Assigned task: Line by line, check the data for the string "enum" and state how many lines have it, nothing more.

Data extract:

use serde::{Deserialize, Serialize};
use std::{fmt::Display, str::FromStr};
use thiserror::Error;

/// Lifecycle state of a `Booking`.
///
/// `Pending` is the initial state. `Completed` and `Cancelled` are terminal.
#[derive(Debug, Clone, Copy, PartialEq, Eq, Hash, Serialize, Deserialize)]
#[serde(rename_all = "lowercase")]
pub enum BookingStatus {
    Pending,
    Confirmed,
    Completed,
    Cancelled,
}

#[derive(Error, Debug, Clone, PartialEq)]
#[error("Booking can not transition from `{from}` to `{to}`")]
pub struct InvalidTransition {
    pub from: BookingStatus,
    pub to: BookingStatus,
}

#[derive(Error, Debug, PartialEq)]
#[error("Invalid booking status: `{0}`")]
pub struct InvalidStatusError(pub String);

impl BookingStatus {
    /// The legal transitions. Everything not listed here is rejected,
    /// including a transition to the current status.
    pub fn can_transition_to(&self, next: BookingStatus) -> bool {
        use BookingStatus::*;
        matches!(
            (self, next),
            (Pending, Confirmed) | (Confirmed, Completed) | (Pending, Cancelled) | (Confirmed, Cancelled)
        )
    }

    pub fn transition(self, next: BookingStatus) -> Result<BookingStatus, InvalidTransition> {
        if self.can_transition_to(next) {
            Ok(next)
        } else {
            Err(InvalidTransition {
                from: self,
                to: next,
            })
        }
    }

    pub fn is_terminal(&self) -> bool {
        matches!(self, Self::Completed | Self::Cancelled)
    }

    /// Active bookings are the ones that still should receive reminders
    pub fn is_active(&self) -> bool {
        !self.is_terminal()
    }

    pub fn as_str(&self) -> &'static str {
        match self {
            Self::Pending => "pending",
            Self::Confirmed => "confirmed",
            Self::Completed => "completed",
            Self::Cancelled => "cancelled",
        }
    }
}

impl Default for BookingStatus {
    fn default() -> Self {
        Self::Pending
    }
}

impl Display for BookingStatus {
    fn fmt(&self, f: &mut std::fmt::Formatter<'_>) -> std::fmt::Result {
        write!(f, "{}", self.as_str())
    }
}

impl FromStr for BookingStatus {
    type Err = InvalidStatusError;

    fn from_str(s: &str) -> Result<Self, Self::Err> {
        match s.trim().to_lowercase().as_str() {
            "pending" => Ok(Self::Pending),
            "confirmed" => Ok(Self::Confirmed),
            "completed" => Ok(Self::Completed),
            "cancelled" | "canceled" => Ok(Self::Cancelled),
            _ => Err(InvalidStatusError(s.to_string())),
        }
    }
}

#[cfg(test)]
mod tests {
    use super::BookingStatus::*;
    use super::*;

    #[test]
    fn happy_path_transitions() {
        let status = Pending.transition(Confirmed).unwrap();
        let status = status.transition(Completed).unwrap();
        assert_eq!(status, Completed);
    }

    #[test]
    fn rejects_skipping_confirmation() {
        assert_eq!(
            Pending.transition(Completed),
            Err(InvalidTransition {
                from: Pending,
                to: Completed
            })
        );
    }

    #[test]
    fn cancellation_only_from_non_terminal_states() {
        assert!(Pending.can_transition_to(Cancelled));
        assert!(Confirmed.can_transition_to(Cancelled));
        assert!(!Completed.can_transition_to(Cancelled));
        assert!(!Cancelled.can_transition_to(Cancelled));
    }

    #[test]
    fn terminal_states_are_final() {
        for next in [Pending, Confirmed, Completed, Cancelled] {
            assert!(Completed.transition(next).is_err());
            assert!(Cancelled.transition(next).is_err());
        }
        assert!(Confirmed.transition(Pending).is_err());
        assert!(Pending.transition(Pending).is_err());
    }

    #[test]
    fn parses_statuses() {
        assert_eq!("Confirmed".parse::<BookingStatus>(), Ok(Confirmed));
        assert_eq!("canceled".parse::<BookingStatus>(), Ok(Cancelled));
        assert!("done".parse::<BookingStatus>().is_err());
        assert_eq!(Completed.to_string(), "completed");
    }
}
use crate::dtos::BookingDTO;
use chrono::NaiveDate;
use practice_booking_domain::{Booking, BookingStatus, ID};
use serde::{Deserialize, Serialize};

#[derive(Debug, Deserialize, Serialize)]
#[serde(rename_all = "camelCase")]
pub struct BookingResponse {
    pub booking: BookingDTO,
}

impl BookingResponse {
    pub fn new(booking: Booking) -> Self {
        Self {
            booking: BookingDTO::new(booking),
        }
    }
}

/// Response of the operations that notify the client by email. A failed
/// email never fails the operation itself.
#[derive(Debug, Deserialize, Serialize)]
#[serde(rename_all = "camelCase")]
pub struct NotifiedBookingResponse {
    pub booking: BookingDTO,
    pub email_sent: bool,
}

impl NotifiedBookingResponse {
    pub fn new(booking: Booking, email_sent: bool) -> Self {
        Self {
            booking: BookingDTO::new(booking),
            email_sent,
        }
    }
}

#[derive(Debug, Deserialize)]
pub struct BookingPathParams {
    pub booking_id: ID,
}

pub mod create_booking {
    use super::*;

    /// Every field is optional on the wire so that missing values are
    /// reported as validation errors naming the field
    #[derive(Debug, Default, Deserialize, Serialize)]
    #[serde(rename_all = "camelCase")]
    pub struct RequestBody {
        #[serde(default)]
        pub service: Option<String>,
        /// `YYYY-MM-DD`
        #[serde(default)]
        pub date: Option<String>,
        /// `HH:MM`
        #[serde(default)]
        pub time: Option<String>,
        /// Human readable, e.g. `1 hour` or `50 minutes`. Defaults to the
        /// duration of the service.
        #[serde(default)]
        pub duration: Option<String>,
        #[serde(default)]
        pub phone: Option<String>,
        #[serde(default)]
        pub notes: Option<String>,
    }

    pub type APIResponse = NotifiedBookingResponse;
}

pub mod get_booking {
    use super::*;

    pub type PathParams = BookingPathParams;

    pub type APIResponse = BookingResponse;
}

pub mod get_bookings {
    use super::*;

    #[derive(Debug, Default, Deserialize, Serialize)]
    #[serde(rename_all = "camelCase")]
    pub struct QueryParams {
        /// Comma separated list of statuses
        #[serde(default)]
        pub status: Option<String>,
        #[serde(default)]
        pub from: Option<NaiveDate>,
        #[serde(default)]
        pub to: Option<NaiveDate>,
        /// Only honored for admins
        #[serde(default)]
        pub user_id: Option<ID>,
        #[serde(default)]
        pub descending: Option<bool>,
    }

    #[derive(Debug, Deserialize, Serialize)]
    #[serde(rename_all = "camelCase")]
    pub struct APIResponse {
        pub bookings: Vec<BookingDTO>,
    }

    impl APIResponse {
        pub fn new(bookings: Vec<Booking>) -> Self {
            Self {
                bookings: bookings.into_iter().map(BookingDTO::new).collect(),
            }
        }
    }
}

pub mod update_booking_status {
    use super::*;

    pub type PathParams = BookingPathParams;

    #[derive(Debug, Deserialize, Serialize)]
    #[serde(rename_all = "camelCase")]
    pub struct RequestBody {
        pub status: BookingStatus,
    }

    pub type APIResponse = NotifiedBookingResponse;
}

pub mod send_urgent_message {
    use super::*;

    pub type PathParams = BookingPathParams;

    #[derive(Debug, Deserialize, Serialize)]
    #[serde(rename_all = "camelCase")]
    pub struct RequestBody {
        pub message: String,
    }

    pub type APIResponse = NotifiedBookingResponse;
}

pub mod delete_booking {
    use super::*;

    pub type PathParams = BookingPathParams;

    pub type APIResponse = BookingResponse;
}
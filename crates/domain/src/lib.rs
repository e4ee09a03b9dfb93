mod booking;
mod duration;
mod external_appointment;
mod reminder;
mod service;
mod shared;
mod status;
mod user;

pub use booking::{Booking, BookingSource, NewDirectBooking, ReminderMarkers, UrgentMessage};
pub use duration::{format_duration, parse_duration, InvalidDuration};
pub use external_appointment::{
    ExternalAppointment, ExtractedAnswers, KeywordExtractor, MalformedAppointment,
    QuestionAnswer, SyncedBookingFields,
};
pub use reminder::{due_reminders, due_windows, DueReminder, ReminderWindow};
pub use service::{ServiceType, UnknownServiceError};
pub use shared::entity::{Entity, InvalidIDError, ID};
pub use status::{BookingStatus, InvalidStatusError, InvalidTransition};
pub use user::{Role, User};
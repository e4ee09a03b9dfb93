use crate::error::PracticeError;
use chrono::{NaiveDate, NaiveTime};
use practice_booking_domain::{parse_duration, ServiceType};
use thiserror::Error;

#[derive(Error, Debug, PartialEq)]
#[error("{0}")]
pub struct ValidationError(pub String);

impl From<ValidationError> for PracticeError {
    fn from(e: ValidationError) -> Self {
        Self::BadClientData(e.0)
    }
}

pub struct Guard {}

impl Guard {
    pub fn against_missing<'a>(
        val: &'a Option<String>,
        field: &str,
    ) -> Result<&'a str, ValidationError> {
        match val.as_deref().map(str::trim) {
            Some(val) if !val.is_empty() => Ok(val),
            _ => Err(ValidationError(format!(
                "The `{}` field is required",
                field
            ))),
        }
    }

    pub fn against_unknown_service(val: &str) -> Result<ServiceType, ValidationError> {
        val.parse()
            .map_err(|e| ValidationError(format!("{}", e)))
    }

    pub fn against_malformed_date(val: &str) -> Result<NaiveDate, ValidationError> {
        NaiveDate::parse_from_str(val, "%Y-%m-%d").map_err(|_| {
            ValidationError(format!(
                "The date `{}` is malformed, expected YYYY-MM-DD",
                val
            ))
        })
    }

    pub fn against_malformed_time(val: &str) -> Result<NaiveTime, ValidationError> {
        NaiveTime::parse_from_str(val, "%H:%M")
            .or_else(|_| NaiveTime::parse_from_str(val, "%H:%M:%S"))
            .map_err(|_| {
                ValidationError(format!(
                    "The time `{}` is malformed, expected HH:MM",
                    val
                ))
            })
    }

    pub fn against_malformed_duration(val: &str) -> Result<i64, ValidationError> {
        parse_duration(val).map_err(|e| ValidationError(format!("{}", e)))
    }
}
use serde::{de::Visitor, Deserialize, Serialize};
use std::{fmt::Display, str::FromStr};
use thiserror::Error;
use uuid::Uuid;

pub trait Entity {
    fn id(&self) -> &ID;
    fn eq(&self, other: &Self) -> bool {
        self.id() == other.id()
    }
}

#[derive(Debug, Clone, PartialEq, Eq, Hash)]
pub struct ID(Uuid);

impl ID {
    pub fn new() -> Self {
        Self(Uuid::new_v4())
    }

    pub fn as_string(&self) -> String {
        self.0.to_string()
    }

    pub fn inner(self) -> Uuid {
        self.0
    }

    pub fn inner_ref(&self) -> &Uuid {
        &self.0
    }
}

impl From<Uuid> for ID {
    fn from(uuid: Uuid) -> Self {
        Self(uuid)
    }
}

impl Default for ID {
    fn default() -> Self {
        Self::new()
    }
}

impl Display for ID {
    fn fmt(&self, f: &mut std::fmt::Formatter<'_>) -> std::fmt::Result {
        write!(f, "{}", self.as_string())
    }
}

#[derive(Error, Debug)]
pub enum InvalidIDError {
    #[error("ID: {0} is malformed")]
    Malformed(String),
}

impl FromStr for ID {
    type Err = InvalidIDError;

    fn from_str(s: &str) -> Result<Self, Self::Err> {
        Uuid::parse_str(s)
            .map(Self)
            .map_err(|_| InvalidIDError::Malformed(s.to_string()))
    }
}

impl Serialize for ID {
    fn serialize<S>(&self, serializer: S) -> Result<S::Ok, S::Error>
    where
        S: serde::Serializer,
    {
        serializer.serialize_str(&self.as_string())
    }
}

impl<'de> Deserialize<'de> for ID {
    fn deserialize<D>(deserializer: D) -> Result<Self, D::Error>
    where
        D: serde::Deserializer<'de>,
    {
        struct IDVisitor;

        impl<'de> Visitor<'de> for IDVisitor {
            type Value = ID;

            fn expecting(&self, formatter: &mut std::fmt::Formatter) -> std::fmt::Result {
                formatter.write_str("A valid string id representation")
            }

            fn visit_str<E>(self, value: &str) -> Result<ID, E>
            where
                E: serde::de::Error,
            {
                value
                    .parse::<ID>()
                    .map_err(|_| E::custom(format!("Malformed id: {}", value)))
            }
        }

        deserializer.deserialize_str(IDVisitor)
    }
}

Exercise response: 2